Ancient-DNA and low-coverage workflows often use pseudohaploid calls, where each sample contributes one observed allele at a site even if the genotype is encoded as 0 or 2. So the denominator should increase by 1 rather than 2 for those samples.

allele_freq() can detect samples without heterozygotes and down-weight their denominator with pseudohaploid=True.

pseudo_gt = np.array(
    [
        [1.0, 0.0],
        [0.0, 2.0],
        [1.0, 0.0],
        [2.0, 2.0],
    ]
)
pseudo = SNPObject(
    genotypes=pseudo_gt,
    samples=np.array(["diploid_sample", "pseudo_sample"], dtype=object),
    variants_id=np.array([f"pseudo_rs_{i}" for i in range(1, 5)], dtype=object),
)

freq_diploid, counts_diploid = pseudo.allele_freq(pseudohaploid=False, return_counts=True)
freq_pseudo, counts_pseudo = pseudo.allele_freq(pseudohaploid=True, return_counts=True)

pd.DataFrame(
    {
        "variant": pseudo.variants_id,
        "freq_default": freq_diploid,
        "called_default": counts_diploid,
        "freq_pseudohaploid": freq_pseudo,
        "called_pseudohaploid": counts_pseudo,
    }
).round(3)
variant freq_default called_default freq_pseudohaploid called_pseudohaploid
0 pseudo_rs_1 0.25 4 0.333 3
1 pseudo_rs_2 0.50 4 0.333 3
2 pseudo_rs_3 0.25 4 0.333 3
3 pseudo_rs_4 1.00 4 1.000 3

Streaming allele frequency

allele_freq_stream() processes the data in variant chunks and returns the same result as eager in-memory computation.
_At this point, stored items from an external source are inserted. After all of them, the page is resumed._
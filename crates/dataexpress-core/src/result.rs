//! Per-call result container

use crate::{ProcedureDescriptor, ProcessorType, TableData, Value};
use indexmap::IndexMap;
use uuid::Uuid;

/// Everything one `execute` call produced
///
/// Table and value keys are stored upper-cased, so lookups are
/// case-insensitive.
#[derive(Debug, Clone)]
pub struct ResultBag {
    id: Uuid,
    processor_name: String,
    processor_type: ProcessorType,
    tables: IndexMap<String, TableData>,
    named_values: IndexMap<String, Value>,
    /// Rows affected by a non-SELECT statement, or -1
    pub updated_row_count: i64,
    /// First generated key of an INSERT, when the driver reported one
    pub generated_key: Option<i64>,
    /// Wall-clock time spent in the processor
    pub execution_time_ms: u64,
}

impl ResultBag {
    pub fn new(processor_name: impl Into<String>, processor_type: ProcessorType) -> Self {
        Self {
            id: Uuid::new_v4(),
            processor_name: processor_name.into(),
            processor_type,
            tables: IndexMap::new(),
            named_values: IndexMap::new(),
            updated_row_count: -1,
            generated_key: None,
            execution_time_ms: 0,
        }
    }

    pub fn id(&self) -> Uuid {
        self.id
    }

    pub fn processor_name(&self) -> &str {
        &self.processor_name
    }

    pub fn processor_type(&self) -> ProcessorType {
        self.processor_type
    }

    pub fn add_table(&mut self, name: &str, table: TableData) {
        self.tables.insert(name.to_ascii_uppercase(), table);
    }

    pub fn table(&self, name: &str) -> Option<&TableData> {
        self.tables.get(&name.to_ascii_uppercase())
    }

    /// The first table added, if any
    pub fn first_table(&self) -> Option<&TableData> {
        self.tables.values().next()
    }

    pub fn table_names(&self) -> impl Iterator<Item = &str> {
        self.tables.keys().map(String::as_str)
    }

    pub fn tables(&self) -> &IndexMap<String, TableData> {
        &self.tables
    }

    pub fn into_tables(self) -> IndexMap<String, TableData> {
        self.tables
    }

    pub fn add_named_value(&mut self, name: &str, value: Value) {
        self.named_values.insert(name.to_ascii_uppercase(), value);
    }

    pub fn named_value(&self, name: &str) -> Option<&Value> {
        self.named_values.get(&name.to_ascii_uppercase())
    }

    pub fn named_values(&self) -> &IndexMap<String, Value> {
        &self.named_values
    }

    /// Value returned by a function call
    pub fn function_result(&self) -> Option<&Value> {
        self.named_value(ProcedureDescriptor::FUNCTION_RETURN)
    }
}

#[cfg(test)]
mod tests {
    use super::*;
    use crate::{ColumnInfo, RowInfo, SqlType};

    #[test]
    fn test_lookups_ignore_case() {
        let mut bag = ResultBag::new("posts", ProcessorType::NamedSql);
        bag.add_table("posts", TableData::new(RowInfo::new([ColumnInfo::new("ID", SqlType::Integer)])));
        bag.add_named_value("functionReturn", Value::Int64(3));

        assert!(bag.table("POSTS").is_some());
        assert!(bag.first_table().is_some());
        assert_eq!(bag.function_result(), Some(&Value::Int64(3)));
        assert_eq!(bag.updated_row_count, -1);
    }

    #[test]
    fn test_each_bag_has_its_own_id() {
        let a = ResultBag::new("a", ProcessorType::DirectSql);
        let b = ResultBag::new("a", ProcessorType::DirectSql);
        assert_ne!(a.id(), b.id());
    }
}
The streaming API is useful when your source data comes from a reader or when the full genotype matrix is too large to materialize comfortably.

Here we validate the streaming path against the in-memory path on the same grouped, ancestry-masked query.

stream_af, stream_called = allele_freq_stream(
    snp,
    chunk_size=5,
    sample_labels=labels,
    ancestry=1,
    return_counts=True,
    as_dataframe=True,
)

eager_af, eager_called = snp.allele_freq(
    sample_labels=labels,
    ancestry=1,
    return_counts=True,
    as_dataframe=True,
)

comparison = pd.DataFrame(
    {
        "freq_match": [np.allclose(stream_af.to_numpy(), eager_af.to_numpy(), equal_nan=True)],
        "count_match": [stream_called.equals(eager_called)],
        "n_variants": [snp.n_snps],
        "chunk_size": [5],
    }
)

display(comparison)
stream_af.head().round(3)
freq_match count_match n_variants chunk_size
0 True True 16 5
POP_A POP_B POP_C
0 1.0 1.0 1.0
1 1.0 NaN NaN
2 0.0 0.0 0.0
3 0.0 1.0 1.0
4 NaN NaN NaN

Takeaways

  • Always inspect frequency estimates together with called-allele counts.

  • Grouped allele frequencies are useful for detecting differentiated or suspicious variants.

  • Ancestry-masked allele frequencies answer a different question than population-grouped frequencies.

  • Use pseudohaploid=True when pseudohaploid 0/2 calls are mixed with ordinary diploid genotypes.

  • allele_freq_stream() is the scalable path, and it should agree with eager results on the same input.